*** Opening of Material provided ***
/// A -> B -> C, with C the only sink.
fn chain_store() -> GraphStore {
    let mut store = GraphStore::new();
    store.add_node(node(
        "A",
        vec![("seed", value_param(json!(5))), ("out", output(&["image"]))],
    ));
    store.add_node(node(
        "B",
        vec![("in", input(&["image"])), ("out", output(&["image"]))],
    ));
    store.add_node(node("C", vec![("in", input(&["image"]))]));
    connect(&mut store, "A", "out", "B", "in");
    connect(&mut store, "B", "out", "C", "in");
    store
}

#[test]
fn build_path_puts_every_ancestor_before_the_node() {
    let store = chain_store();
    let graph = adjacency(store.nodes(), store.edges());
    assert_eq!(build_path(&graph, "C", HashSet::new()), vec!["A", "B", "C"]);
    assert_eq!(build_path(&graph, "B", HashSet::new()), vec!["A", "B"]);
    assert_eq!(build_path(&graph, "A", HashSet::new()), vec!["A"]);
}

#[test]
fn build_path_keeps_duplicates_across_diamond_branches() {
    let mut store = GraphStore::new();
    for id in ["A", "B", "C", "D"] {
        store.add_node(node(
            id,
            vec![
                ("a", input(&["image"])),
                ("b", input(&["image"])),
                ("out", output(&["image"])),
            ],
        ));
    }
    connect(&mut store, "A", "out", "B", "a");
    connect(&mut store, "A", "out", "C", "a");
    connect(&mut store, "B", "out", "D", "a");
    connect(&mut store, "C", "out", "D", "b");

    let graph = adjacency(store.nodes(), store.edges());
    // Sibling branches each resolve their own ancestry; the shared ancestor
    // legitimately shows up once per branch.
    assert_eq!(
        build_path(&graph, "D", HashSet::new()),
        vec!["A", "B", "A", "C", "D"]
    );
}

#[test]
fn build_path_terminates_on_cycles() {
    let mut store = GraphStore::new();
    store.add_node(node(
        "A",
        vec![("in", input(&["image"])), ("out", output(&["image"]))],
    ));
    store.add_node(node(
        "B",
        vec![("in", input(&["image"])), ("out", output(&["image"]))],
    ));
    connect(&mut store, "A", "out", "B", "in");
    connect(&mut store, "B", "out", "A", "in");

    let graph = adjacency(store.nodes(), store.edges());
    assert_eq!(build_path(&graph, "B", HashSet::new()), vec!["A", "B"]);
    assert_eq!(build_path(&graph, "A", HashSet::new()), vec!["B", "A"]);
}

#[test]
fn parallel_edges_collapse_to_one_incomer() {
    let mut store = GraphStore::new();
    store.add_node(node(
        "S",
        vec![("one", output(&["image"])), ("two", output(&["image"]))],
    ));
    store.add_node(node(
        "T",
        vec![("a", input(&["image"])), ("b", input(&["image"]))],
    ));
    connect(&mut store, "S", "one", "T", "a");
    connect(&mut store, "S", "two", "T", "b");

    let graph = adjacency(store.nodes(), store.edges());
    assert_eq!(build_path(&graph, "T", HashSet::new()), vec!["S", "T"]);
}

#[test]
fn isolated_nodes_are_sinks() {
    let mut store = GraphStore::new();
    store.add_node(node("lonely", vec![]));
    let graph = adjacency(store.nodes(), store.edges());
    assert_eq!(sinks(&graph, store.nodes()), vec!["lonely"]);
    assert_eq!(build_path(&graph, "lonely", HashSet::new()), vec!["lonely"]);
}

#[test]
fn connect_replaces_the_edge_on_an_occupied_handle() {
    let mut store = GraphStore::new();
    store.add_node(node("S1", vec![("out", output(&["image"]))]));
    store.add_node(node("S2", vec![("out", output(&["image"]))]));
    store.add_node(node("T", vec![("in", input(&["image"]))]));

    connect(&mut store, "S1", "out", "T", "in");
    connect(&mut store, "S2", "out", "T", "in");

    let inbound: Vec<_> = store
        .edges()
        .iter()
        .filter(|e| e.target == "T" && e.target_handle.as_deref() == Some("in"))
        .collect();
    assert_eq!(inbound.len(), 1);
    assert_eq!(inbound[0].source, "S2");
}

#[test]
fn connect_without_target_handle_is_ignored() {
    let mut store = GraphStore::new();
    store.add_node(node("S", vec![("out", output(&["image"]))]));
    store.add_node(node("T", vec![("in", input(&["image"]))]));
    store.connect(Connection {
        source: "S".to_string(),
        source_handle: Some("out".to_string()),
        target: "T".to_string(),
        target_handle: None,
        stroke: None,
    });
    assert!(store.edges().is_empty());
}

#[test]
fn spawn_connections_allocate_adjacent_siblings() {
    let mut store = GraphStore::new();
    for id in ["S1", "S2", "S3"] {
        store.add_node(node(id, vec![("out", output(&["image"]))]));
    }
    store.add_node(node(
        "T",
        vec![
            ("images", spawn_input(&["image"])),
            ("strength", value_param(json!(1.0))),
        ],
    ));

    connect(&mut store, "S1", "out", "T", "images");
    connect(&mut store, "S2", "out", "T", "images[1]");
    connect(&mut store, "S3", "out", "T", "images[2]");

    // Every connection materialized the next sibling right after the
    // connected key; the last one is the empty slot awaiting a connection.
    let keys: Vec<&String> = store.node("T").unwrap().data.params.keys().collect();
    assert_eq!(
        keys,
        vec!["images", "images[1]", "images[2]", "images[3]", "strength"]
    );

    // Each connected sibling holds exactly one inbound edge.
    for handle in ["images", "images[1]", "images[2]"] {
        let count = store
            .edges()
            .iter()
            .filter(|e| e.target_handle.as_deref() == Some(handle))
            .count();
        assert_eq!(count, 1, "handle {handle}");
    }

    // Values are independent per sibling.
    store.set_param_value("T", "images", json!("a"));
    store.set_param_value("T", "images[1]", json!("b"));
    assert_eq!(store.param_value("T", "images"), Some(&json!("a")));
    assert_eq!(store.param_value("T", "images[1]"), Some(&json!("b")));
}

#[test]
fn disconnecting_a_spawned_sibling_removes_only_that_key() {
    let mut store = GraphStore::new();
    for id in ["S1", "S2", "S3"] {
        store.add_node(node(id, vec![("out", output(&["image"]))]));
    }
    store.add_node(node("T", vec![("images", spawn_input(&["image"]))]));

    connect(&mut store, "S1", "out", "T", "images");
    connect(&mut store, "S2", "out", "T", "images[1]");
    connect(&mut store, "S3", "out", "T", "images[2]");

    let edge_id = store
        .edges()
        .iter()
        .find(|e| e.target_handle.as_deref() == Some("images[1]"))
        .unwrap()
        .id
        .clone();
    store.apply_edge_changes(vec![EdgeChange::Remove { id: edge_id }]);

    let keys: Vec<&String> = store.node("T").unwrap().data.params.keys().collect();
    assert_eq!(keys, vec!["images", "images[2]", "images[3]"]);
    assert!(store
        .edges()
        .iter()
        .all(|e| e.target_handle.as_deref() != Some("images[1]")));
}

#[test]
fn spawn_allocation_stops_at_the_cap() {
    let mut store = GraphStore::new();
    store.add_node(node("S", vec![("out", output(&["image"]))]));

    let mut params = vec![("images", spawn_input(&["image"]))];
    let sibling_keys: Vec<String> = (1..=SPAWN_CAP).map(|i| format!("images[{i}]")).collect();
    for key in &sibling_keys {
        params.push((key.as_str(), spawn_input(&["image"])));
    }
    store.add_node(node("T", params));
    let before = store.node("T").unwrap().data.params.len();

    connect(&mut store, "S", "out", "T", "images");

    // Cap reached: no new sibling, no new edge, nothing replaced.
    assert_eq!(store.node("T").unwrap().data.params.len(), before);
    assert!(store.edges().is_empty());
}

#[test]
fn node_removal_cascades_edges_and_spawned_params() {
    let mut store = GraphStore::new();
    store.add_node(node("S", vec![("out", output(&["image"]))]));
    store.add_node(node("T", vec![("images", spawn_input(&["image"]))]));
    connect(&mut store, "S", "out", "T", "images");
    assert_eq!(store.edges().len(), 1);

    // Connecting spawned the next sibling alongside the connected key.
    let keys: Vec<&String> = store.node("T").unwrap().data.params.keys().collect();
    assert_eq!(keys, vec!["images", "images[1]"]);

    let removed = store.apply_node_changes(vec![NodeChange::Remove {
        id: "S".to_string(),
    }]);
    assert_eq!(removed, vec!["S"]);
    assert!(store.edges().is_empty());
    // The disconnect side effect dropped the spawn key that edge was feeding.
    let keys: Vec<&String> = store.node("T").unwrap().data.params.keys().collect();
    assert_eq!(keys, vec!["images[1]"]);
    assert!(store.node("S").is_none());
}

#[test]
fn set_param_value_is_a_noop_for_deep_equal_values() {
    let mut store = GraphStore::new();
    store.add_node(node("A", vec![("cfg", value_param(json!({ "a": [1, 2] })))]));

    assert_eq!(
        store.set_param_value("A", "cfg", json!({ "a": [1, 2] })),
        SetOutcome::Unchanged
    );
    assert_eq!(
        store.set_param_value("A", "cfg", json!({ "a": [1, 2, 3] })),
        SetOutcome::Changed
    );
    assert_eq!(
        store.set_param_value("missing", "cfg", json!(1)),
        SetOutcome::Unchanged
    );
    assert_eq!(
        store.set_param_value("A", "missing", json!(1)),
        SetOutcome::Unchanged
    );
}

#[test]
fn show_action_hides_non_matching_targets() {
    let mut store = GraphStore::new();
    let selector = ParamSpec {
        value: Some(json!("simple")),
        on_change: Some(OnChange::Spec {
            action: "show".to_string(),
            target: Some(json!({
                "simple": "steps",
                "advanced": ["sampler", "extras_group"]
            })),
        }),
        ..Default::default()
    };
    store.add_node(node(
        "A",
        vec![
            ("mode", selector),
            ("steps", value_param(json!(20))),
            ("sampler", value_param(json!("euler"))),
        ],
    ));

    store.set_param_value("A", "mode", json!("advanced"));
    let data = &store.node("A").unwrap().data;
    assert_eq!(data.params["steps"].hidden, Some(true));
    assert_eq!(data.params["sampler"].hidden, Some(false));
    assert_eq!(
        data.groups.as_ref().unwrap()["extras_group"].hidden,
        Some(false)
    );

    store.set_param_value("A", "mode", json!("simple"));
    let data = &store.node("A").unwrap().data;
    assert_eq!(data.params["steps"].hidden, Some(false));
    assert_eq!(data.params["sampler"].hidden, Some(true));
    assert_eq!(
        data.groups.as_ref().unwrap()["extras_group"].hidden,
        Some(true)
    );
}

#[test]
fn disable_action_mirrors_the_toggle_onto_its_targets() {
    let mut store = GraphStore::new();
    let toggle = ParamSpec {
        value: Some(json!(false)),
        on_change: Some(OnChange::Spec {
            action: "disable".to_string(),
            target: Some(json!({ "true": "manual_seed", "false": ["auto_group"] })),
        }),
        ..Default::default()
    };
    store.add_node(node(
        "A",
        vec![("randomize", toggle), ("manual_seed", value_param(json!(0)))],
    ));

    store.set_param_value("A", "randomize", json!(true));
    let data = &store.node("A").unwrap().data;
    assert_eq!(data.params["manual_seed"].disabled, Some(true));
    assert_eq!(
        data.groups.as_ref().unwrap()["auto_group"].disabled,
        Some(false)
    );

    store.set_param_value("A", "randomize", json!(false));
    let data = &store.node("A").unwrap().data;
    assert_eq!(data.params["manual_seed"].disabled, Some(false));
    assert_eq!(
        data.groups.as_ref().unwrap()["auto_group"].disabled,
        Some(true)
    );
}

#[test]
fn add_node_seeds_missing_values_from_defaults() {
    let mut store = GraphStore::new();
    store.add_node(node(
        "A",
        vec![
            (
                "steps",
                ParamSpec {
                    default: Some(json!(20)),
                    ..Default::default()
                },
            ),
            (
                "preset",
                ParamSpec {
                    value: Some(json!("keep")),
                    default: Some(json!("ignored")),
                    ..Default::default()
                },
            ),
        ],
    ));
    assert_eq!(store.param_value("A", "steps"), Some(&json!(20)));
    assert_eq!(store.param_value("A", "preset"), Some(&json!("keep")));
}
*** Close of Material provided ***
*** Opening of Material provided ***
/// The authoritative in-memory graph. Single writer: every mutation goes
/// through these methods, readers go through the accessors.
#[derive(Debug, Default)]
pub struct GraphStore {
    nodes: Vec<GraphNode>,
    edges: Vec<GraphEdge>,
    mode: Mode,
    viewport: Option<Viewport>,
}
*** Close of Material provided ***
*** Opening of Material provided ***
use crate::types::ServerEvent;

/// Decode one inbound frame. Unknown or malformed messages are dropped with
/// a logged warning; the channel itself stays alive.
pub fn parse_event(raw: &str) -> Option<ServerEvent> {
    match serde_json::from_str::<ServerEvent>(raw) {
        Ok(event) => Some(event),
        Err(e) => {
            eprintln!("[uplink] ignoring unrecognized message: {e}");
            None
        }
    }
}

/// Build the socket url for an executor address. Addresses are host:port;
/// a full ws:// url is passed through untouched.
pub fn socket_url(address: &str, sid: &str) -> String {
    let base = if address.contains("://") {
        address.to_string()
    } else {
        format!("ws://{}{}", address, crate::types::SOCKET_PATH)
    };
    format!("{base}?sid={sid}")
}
*** Close of Material provided ***
▶ _Exercise goal_
Show every line in the entries where the string "inbound" occurs.

▶ _Expected output_
    let inbound: Vec<_> = store
    assert_eq!(inbound.len(), 1);
    assert_eq!(inbound[0].source, "S2");
    // Each connected sibling holds exactly one inbound edge.
/// Decode one inbound frame. Unknown or malformed messages are dropped with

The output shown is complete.